Primary packaging machinery remained the dominant category with a 52.2% share of turnover (€4.29 billion), followed by secondary packaging (20.7%) and end-of-line machinery (13.0%). Labelling technologies accounted for 6.2% of total revenues.

 

The industrial structure

The 633 Italian packaging machinery manufacturers are mainly concentrated along the Via Emilia (the so-called Packaging Valley), with further production districts located in Lombardy, Piedmont, Veneto and Tuscany. The province with the largest number of companies is Bologna with 73, followed by Parma (55) and Milan (54). The breakdown by turnover category reveals a marked predominance of small companies (81% of all companies have revenues below €10 million), although they account for just 16% of total turnover. The more structured industrial companies with turnovers above €25 million (a total of 55, equivalent to 8.6% of the total number of companies in the sector) account for 72% of the entire 2021 supply chain.

 

The outlook for 2022

“Considering the severe difficulties experienced in 2021, including significant constraints in day-to-day business, the absence of trade fairs and major supply chain slowdowns, the year-end results are truly extraordinary,” comments Riccardo Cavanna, newly appointed chairman of UCIMA (The Italian Packaging Machinery Manufacturers Association). “This is a result of our companies’ unflagging commitment in terms of innovation, the search for smart solutions and the promotion of Italian technologies. The first quarter of 2022 saw a small decline (-4.4%) compared to the same period in 2021, but the orders received (up 8%) and guaranteed months of production (6.7) bode well for the rest of the year. The current year is likely to be less dynamic than 2021 due to the many problems we are facing, including soaring raw material and transport costs and difficulties in procuring certain components, an issue that prevents companies from shipping completed machines.

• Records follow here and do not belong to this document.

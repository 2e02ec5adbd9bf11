use crate::foundation::core::Secs;

/// Built-in named colors available to every script.
#[derive(Clone, Copy, Debug, Default, PartialEq, Eq)]
pub struct Palette;

impl Palette {
    /// Highlight for the element currently being discussed.
    pub const ACTIVE: &'static str = "#2f9e44";
    /// Neutral, de-emphasised elements.
    pub const INACTIVE: &'static str = "#ddd";
    /// Blue accent.
    pub const BLUE: &'static str = "#70bafb";
    /// Orange accent.
    pub const ORANGE: &'static str = "#af5900";
    /// Purple accent.
    pub const PURPLE: &'static str = "#e99cfe";
    /// Red accent.
    pub const RED: &'static str = "#f97f81";

    /// All `(name, hex)` pairs.
    pub const ALL: [(&'static str, &'static str); 6] = [
        ("active", Self::ACTIVE),
        ("inactive", Self::INACTIVE),
        ("blue", Self::BLUE),
        ("orange", Self::ORANGE),
        ("purple", Self::PURPLE),
        ("red", Self::RED),
    ];

    /// Hex value for a built-in color name.
    pub fn lookup(name: &str) -> Option<&'static str> {
        Self::ALL.iter().find(|(n, _)| *n == name).map(|(_, v)| *v)
    }
}

/// Built-in named durations, in seconds.
#[derive(Clone, Copy, Debug, Default, PartialEq, Eq)]
pub struct Durations;

impl Durations {
    /// No time at all.
    pub const INSTANT: Secs = 0.0;
    /// Quick transitions.
    pub const FAST: Secs = 0.5;
    /// The usual pace.
    pub const NORMAL: Secs = 1.0;
    /// Gap between narrative beats.
    pub const PAUSE: Secs = 0.5;
    /// Deliberate, slow transitions.
    pub const SLOW: Secs = 2.0;

    /// All `(name, seconds)` pairs.
    pub const ALL: [(&'static str, Secs); 5] = [
        ("instant", Self::INSTANT),
        ("fast", Self::FAST),
        ("normal", Self::NORMAL),
        ("pause", Self::PAUSE),
        ("slow", Self::SLOW),
    ];

    /// Seconds for a built-in duration name.
    pub fn lookup(name: &str) -> Option<Secs> {
        Self::ALL.iter().find(|(n, _)| *n == name).map(|(_, v)| *v)
    }
}
use super::*;

const ALL: [Ease; 10] = [
    Ease::Linear,
    Ease::PowerIn(2),
    Ease::PowerOut(2),
    Ease::PowerInOut(2),
    Ease::SineIn,
    Ease::SineOut,
    Ease::SineInOut,
    Ease::BackIn(1.7),
    Ease::BackOut(1.7),
    Ease::BackInOut(1.7),
];

#[test]
fn endpoints_are_exact() {
    for ease in ALL {
        assert_eq!(ease.apply(0.0), 0.0, "{ease} at 0");
        assert_eq!(ease.apply(1.0), 1.0, "{ease} at 1");
        assert_eq!(ease.apply(-0.5), 0.0, "{ease} below 0");
        assert_eq!(ease.apply(1.5), 1.0, "{ease} above 1");
    }
}

#[test]
fn monotonic_spot_check_for_non_overshooting_curves() {
    for ease in &ALL[..7] {
        let a = ease.apply(0.25);
        let b = ease.apply(0.5);
        let c = ease.apply(0.75);
        assert!(a < b);
        assert!(b < c);
    }
}

#[test]
fn back_out_overshoots_before_settling() {
    let peak = (1..100)
        .map(|i| Ease::BackOut(1.7).apply(f64::from(i) / 100.0))
        .fold(f64::MIN, f64::max);
    assert!(peak > 1.0);
}

#[test]
fn parses_script_notation() {
    assert_eq!("none".parse::<Ease>().unwrap(), Ease::Linear);
    assert_eq!("power2.out".parse::<Ease>().unwrap(), Ease::PowerOut(2));
    assert_eq!("power3".parse::<Ease>().unwrap(), Ease::PowerOut(3));
    assert_eq!("power2.inOut".parse::<Ease>().unwrap(), Ease::PowerInOut(2));
    assert_eq!("cubic.in".parse::<Ease>().unwrap(), Ease::PowerIn(2));
    assert_eq!("sine.inOut".parse::<Ease>().unwrap(), Ease::SineInOut);
    assert_eq!("back.out(1.7)".parse::<Ease>().unwrap(), Ease::BackOut(1.7));
    assert_eq!("back.in".parse::<Ease>().unwrap(), Ease::BackIn(1.70158));
}

#[test]
fn rejects_unknown_names() {
    assert!("bounce.out".parse::<Ease>().is_err());
    assert!("back.out(1.7".parse::<Ease>().is_err());
    assert!("power2.sideways".parse::<Ease>().is_err());
}

#[test]
fn serde_uses_string_form() {
    let e: Ease = serde_json::from_value(serde_json::json!("back.out(1.7)")).unwrap();
    assert_eq!(e, Ease::BackOut(1.7));
    assert_eq!(
        serde_json::to_value(Ease::PowerInOut(2)).unwrap(),
        serde_json::json!("power2.inOut")
    );
}
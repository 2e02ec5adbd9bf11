pub(crate) mod engine;
pub(crate) mod entry;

The difficulties caused by the sanctions imposed on Russia are another factor. However, we remain confident, particularly in the light of the excellent results of our exhibition Ipack-Ima. The show revealed great market dynamism, a determination to get back to business and interesting technological prospects for the immediate future, including increasingly digital and integrated offerings together with even more efficient servitization solutions.”